Comme dans le cas de la DEAC450, et contrairement à son précurseur 146, le module (C1N3)EAC-[Ac] est peu soluble dans le THF. La présence de l’espaceur C1N3 est potentiellement une source de polarité et surtout de -stacking diminuant la solubilité dans le milieu. La réaction de substitution sur les plateformes P1 et P3 s’effectue là aussi aléatoirement et difficilement. Dans le cas de P1 comme de P3, le produit intermédiaire a pu être détecté ponctuellement par CCM après plusieurs jours à température ambiante, cependant l’ajout du quadrupôle greffable (HQ)A4 dans le milieu n’aboutit pas à la formation de la structure coopérative souhaitée, celui-ci n’étant pas consommé après plusieurs jours de réaction.
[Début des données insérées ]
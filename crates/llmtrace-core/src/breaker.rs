//! Circuit breaker guarding the storage write path.
//!
//! Three states:
//! - **Closed**: calls run; consecutive failures are counted and the circuit
//!   opens when the count reaches `max_failures`. A single success resets it.
//! - **Open**: calls fail fast with [`CircuitError::Open`] without running.
//!   Once `reset_timeout` has elapsed since the last failure, the next state
//!   check moves the breaker to half-open (lazily, no background timer).
//! - **HalfOpen**: trial calls run. One failure reopens the circuit;
//!   `success_threshold` consecutive successes close it.
//!
//! The lock is held across the state check, the guarded operation and the
//! state update, so calls through one breaker are serialized. A guarded
//! operation must not call back into the same breaker.

use std::future::Future;
use std::time::{Duration, Instant};

use tokio::sync::Mutex;

use llmtrace_types::config::CircuitBreakerConfig;

/// Consecutive half-open successes needed to close the circuit by default.
pub const DEFAULT_SUCCESS_THRESHOLD: u32 = 2;

/// Externally visible breaker state.
#[derive(Debug, Clone, Copy, PartialEq, Eq)]
pub enum CircuitState {
    Closed,
    Open,
    HalfOpen,
}

impl std::fmt::Display for CircuitState {
    fn fmt(&self, f: &mut std::fmt::Formatter<'_>) -> std::fmt::Result {
        match self {
            CircuitState::Closed => write!(f, "closed"),
            CircuitState::Open => write!(f, "open"),
            CircuitState::HalfOpen => write!(f, "half_open"),
        }
    }
}

/// Result error of a guarded call.
#[derive(Debug, thiserror::Error)]
pub enum CircuitError<E> {
    /// The circuit is open; the operation was not invoked.
    #[error("circuit breaker is open")]
    Open,

    #[error("{0}")]
    Inner(E),
}

/// Point-in-time view of the breaker, read under the lock.
///
/// `failure_count` is only meaningful while closed and `success_count` only
/// while half-open; both read as zero in the other states.
#[derive(Debug, Clone, Copy, PartialEq, Eq)]
pub struct BreakerSnapshot {
    pub state: CircuitState,
    pub failure_count: u32,
    pub success_count: u32,
}

#[derive(Debug)]
enum Phase {
    Closed { consecutive_failures: u32 },
    Open { last_failure: Instant },
    HalfOpen { consecutive_successes: u32 },
}

#[derive(Debug)]
pub struct CircuitBreaker {
    max_failures: u32,
    reset_timeout: Duration,
    success_threshold: u32,
    phase: Mutex<Phase>,
}

impl CircuitBreaker {
    /// Create a closed breaker. A `max_failures` of zero is treated as one.
    pub fn new(max_failures: u32, reset_timeout: Duration) -> Self {
        Self {
            max_failures: max_failures.max(1),
            reset_timeout,
            success_threshold: DEFAULT_SUCCESS_THRESHOLD,
            phase: Mutex::new(Phase::Closed {
                consecutive_failures: 0,
            }),
        }
    }

    pub fn from_config(config: &CircuitBreakerConfig) -> Self {
        Self::new(config.max_failures, config.reset_timeout())
            .with_success_threshold(config.success_threshold)
    }

    /// Override the half-open close threshold (minimum one).
    pub fn with_success_threshold(mut self, threshold: u32) -> Self {
        self.success_threshold = threshold.max(1);
        self
    }

    pub fn max_failures(&self) -> u32 {
        self.max_failures
    }

    pub fn reset_timeout(&self) -> Duration {
        self.reset_timeout
    }

    /// Run `operation` under the current policy.
    ///
    /// Returns `CircuitError::Open` without invoking `operation` while the
    /// circuit is open; otherwise the operation's own outcome.
    pub async fn call<F, Fut, T, E>(&self, operation: F) -> Result<T, CircuitError<E>>
    where
        F: FnOnce() -> Fut,
        Fut: Future<Output = Result<T, E>>,
    {
        let mut phase = self.phase.lock().await;
        self.refresh(&mut phase);

        if matches!(*phase, Phase::Open { .. }) {
            return Err(CircuitError::Open);
        }

        let result = operation().await;
        match &result {
            Ok(_) => self.record_success(&mut phase),
            Err(_) => self.record_failure(&mut phase),
        }

        result.map_err(CircuitError::Inner)
    }

    /// Current state, after applying the open -> half-open timeout check.
    pub async fn state(&self) -> CircuitState {
        self.snapshot().await.state
    }

    pub async fn is_open(&self) -> bool {
        self.state().await == CircuitState::Open
    }

    pub async fn snapshot(&self) -> BreakerSnapshot {
        let mut phase = self.phase.lock().await;
        self.refresh(&mut phase);

        match *phase {
            Phase::Closed {
                consecutive_failures,
            } => BreakerSnapshot {
                state: CircuitState::Closed,
                failure_count: consecutive_failures,
                success_count: 0,
            },
            Phase::Open { .. } => BreakerSnapshot {
                state: CircuitState::Open,
                failure_count: 0,
                success_count: 0,
            },
            Phase::HalfOpen {
                consecutive_successes,
            } => BreakerSnapshot {
                state: CircuitState::HalfOpen,
                failure_count: 0,
                success_count: consecutive_successes,
            },
        }
    }

    /// Lazy open -> half-open transition.
    fn refresh(&self, phase: &mut Phase) {
        if let Phase::Open { last_failure } = phase {
            if last_failure.elapsed() > self.reset_timeout {
                tracing::info!("circuit half-open, allowing trial calls");
                *phase = Phase::HalfOpen {
                    consecutive_successes: 0,
                };
            }
        }
    }

    fn record_success(&self, phase: &mut Phase) {
        match phase {
            Phase::Closed { .. } => {
                *phase = Phase::Closed {
                    consecutive_failures: 0,
                };
            }
            Phase::HalfOpen {
                consecutive_successes,
            } => {
                let count = *consecutive_successes + 1;
                if count >= self.success_threshold {
                    tracing::info!("circuit closed after successful trial calls");
                    *phase = Phase::Closed {
                        consecutive_failures: 0,
                    };
                } else {
                    *phase = Phase::HalfOpen {
                        consecutive_successes: count,
                    };
                }
            }
            // Unreachable: calls never run while open.
            Phase::Open { .. } => {}
        }
    }

    fn record_failure(&self, phase: &mut Phase) {
        match phase {
            Phase::Closed {
                consecutive_failures,
            } => {
                let count = *consecutive_failures + 1;
                if count >= self.max_failures {
                    tracing::warn!(failures = count, "circuit opened");
                    *phase = Phase::Open {
                        last_failure: Instant::now(),
                    };
                } else {
                    *phase = Phase::Closed {
                        consecutive_failures: count,
                    };
                }
            }
            Phase::HalfOpen { .. } => {
                tracing::warn!("trial call failed, circuit reopened");
                *phase = Phase::Open {
                    last_failure: Instant::now(),
                };
            }
            Phase::Open { .. } => {}
        }
    }
}

#[cfg(test)]
mod tests {
    use super::*;
    use std::sync::Arc;
    use std::sync::atomic::{AtomicBool, AtomicU32, Ordering};

    async fn fail(breaker: &CircuitBreaker) -> Result<(), CircuitError<&'static str>> {
        breaker.call(|| async { Err::<(), _>("boom") }).await
    }

    async fn succeed(breaker: &CircuitBreaker) -> Result<(), CircuitError<&'static str>> {
        breaker.call(|| async { Ok::<(), &'static str>(()) }).await
    }

    #[tokio::test]
    async fn test_new_breaker_is_closed() {
        let breaker = CircuitBreaker::new(3, Duration::from_secs(30));
        assert_eq!(breaker.state().await, CircuitState::Closed);
        assert!(!breaker.is_open().await);
    }

    #[tokio::test]
    async fn test_opens_after_exactly_max_failures() {
        let breaker = CircuitBreaker::new(3, Duration::from_secs(30));

        fail(&breaker).await.unwrap_err();
        fail(&breaker).await.unwrap_err();
        assert_eq!(breaker.state().await, CircuitState::Closed);

        fail(&breaker).await.unwrap_err();
        assert_eq!(breaker.state().await, CircuitState::Open);
    }

    #[tokio::test]
    async fn test_open_circuit_does_not_invoke_operation() {
        let breaker = CircuitBreaker::new(1, Duration::from_secs(30));
        fail(&breaker).await.unwrap_err();

        let invoked = AtomicBool::new(false);
        let result = breaker
            .call(|| async {
                invoked.store(true, Ordering::SeqCst);
                Ok::<(), &'static str>(())
            })
            .await;

        assert!(matches!(result, Err(CircuitError::Open)));
        assert!(!invoked.load(Ordering::SeqCst));
    }

    #[tokio::test]
    async fn test_operation_error_is_passed_through() {
        let breaker = CircuitBreaker::new(5, Duration::from_secs(30));
        let result = fail(&breaker).await;
        assert!(matches!(result, Err(CircuitError::Inner("boom"))));
    }

    #[tokio::test]
    async fn test_half_open_after_reset_timeout() {
        let breaker = CircuitBreaker::new(1, Duration::from_millis(50));
        fail(&breaker).await.unwrap_err();
        assert!(breaker.is_open().await);

        tokio::time::sleep(Duration::from_millis(80)).await;
        assert_eq!(breaker.state().await, CircuitState::HalfOpen);

        let invoked = AtomicBool::new(false);
        breaker
            .call(|| async {
                invoked.store(true, Ordering::SeqCst);
                Ok::<(), &'static str>(())
            })
            .await
            .unwrap();
        assert!(invoked.load(Ordering::SeqCst));
    }

    #[tokio::test]
    async fn test_guarded_call_after_timeout_runs_without_state_query() {
        let breaker = CircuitBreaker::new(1, Duration::from_millis(50));
        fail(&breaker).await.unwrap_err();
        tokio::time::sleep(Duration::from_millis(80)).await;

        succeed(&breaker).await.unwrap();
        let snapshot = breaker.snapshot().await;
        assert_eq!(snapshot.state, CircuitState::HalfOpen);
        assert_eq!(snapshot.success_count, 1);
    }

    #[tokio::test]
    async fn test_two_half_open_successes_close_the_circuit() {
        let breaker = CircuitBreaker::new(2, Duration::from_millis(50));
        fail(&breaker).await.unwrap_err();
        fail(&breaker).await.unwrap_err();
        tokio::time::sleep(Duration::from_millis(80)).await;

        succeed(&breaker).await.unwrap();
        assert_eq!(breaker.state().await, CircuitState::HalfOpen);
        succeed(&breaker).await.unwrap();

        let snapshot = breaker.snapshot().await;
        assert_eq!(snapshot.state, CircuitState::Closed);
        assert_eq!(snapshot.failure_count, 0);
    }

    #[tokio::test]
    async fn test_single_half_open_failure_reopens() {
        let breaker = CircuitBreaker::new(3, Duration::from_millis(50));
        for _ in 0..3 {
            fail(&breaker).await.unwrap_err();
        }
        tokio::time::sleep(Duration::from_millis(80)).await;
        assert_eq!(breaker.state().await, CircuitState::HalfOpen);

        fail(&breaker).await.unwrap_err();
        assert_eq!(breaker.state().await, CircuitState::Open);
    }

    #[tokio::test]
    async fn test_success_forgives_earlier_failures() {
        let breaker = CircuitBreaker::new(3, Duration::from_secs(30));

        fail(&breaker).await.unwrap_err();
        fail(&breaker).await.unwrap_err();
        succeed(&breaker).await.unwrap();
        fail(&breaker).await.unwrap_err();
        fail(&breaker).await.unwrap_err();
        assert_eq!(breaker.state().await, CircuitState::Closed);
        assert_eq!(breaker.snapshot().await.failure_count, 2);

        fail(&breaker).await.unwrap_err();
        assert_eq!(breaker.state().await, CircuitState::Open);
    }

    #[tokio::test]
    async fn test_zero_max_failures_behaves_as_one() {
        let breaker = CircuitBreaker::new(0, Duration::from_secs(30));
        assert_eq!(breaker.max_failures(), 1);
        fail(&breaker).await.unwrap_err();
        assert!(breaker.is_open().await);
    }

    #[tokio::test]
    async fn test_configurable_success_threshold() {
        let config = CircuitBreakerConfig {
            max_failures: 1,
            reset_timeout_ms: 50,
            success_threshold: 3,
        };
        let breaker = CircuitBreaker::from_config(&config);
        fail(&breaker).await.unwrap_err();
        tokio::time::sleep(Duration::from_millis(80)).await;

        succeed(&breaker).await.unwrap();
        succeed(&breaker).await.unwrap();
        assert_eq!(breaker.state().await, CircuitState::HalfOpen);
        succeed(&breaker).await.unwrap();
        assert_eq!(breaker.state().await, CircuitState::Closed);
    }

    #[tokio::test(flavor = "multi_thread", worker_threads = 4)]
    async fn test_concurrent_mixed_calls_keep_a_valid_state() {
        let breaker = Arc::new(CircuitBreaker::new(1_000, Duration::from_secs(30)));
        let invocations = Arc::new(AtomicU32::new(0));

        let handles: Vec<_> = (0..100)
            .map(|i| {
                let breaker = Arc::clone(&breaker);
                let invocations = Arc::clone(&invocations);
                tokio::spawn(async move {
                    breaker
                        .call(|| async {
                            invocations.fetch_add(1, Ordering::SeqCst);
                            if i % 3 == 0 { Err("boom") } else { Ok(()) }
                        })
                        .await
                })
            })
            .collect();

        for result in futures_util::future::join_all(handles).await {
            assert!(result.is_ok(), "task panicked");
        }

        assert_eq!(invocations.load(Ordering::SeqCst), 100);
        let snapshot = breaker.snapshot().await;
        assert_eq!(snapshot.state, CircuitState::Closed);
        assert!(snapshot.failure_count <= 34);
        assert_eq!(snapshot.success_count, 0);
    }
}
Ni le chauffage du milieu réactionnel, ni même l’ajout d’une base plus forte telle que l’hydrure de sodium, censée faciliter la formation de l’anion phénolate, n’ont eu un effet positif sur la réaction.

Les multiples échecs enregistrés sur les plateformes phosphorées P1 et P3 fonctionnalisables par substitution nucléophile nous ont finalement conduits à abandonner cette approche. Tour à tour, les problèmes de solubilité ont été réglés avec le module décageur (Ty)DEAC450-[GluBoc], puis un espaceur potentiellement plus nucléophile a été utilisé dans le composé (C1N3)EAC-[Ac]. Malgré cela, aucune tendance rationnelle n’a malheureusement pu être clairement dégagée des réactions réalisées. D’autres réactions et fonctions de greffage ont alors été investiguées pour palier à l’incompatibilité chimique mise en évidence ici.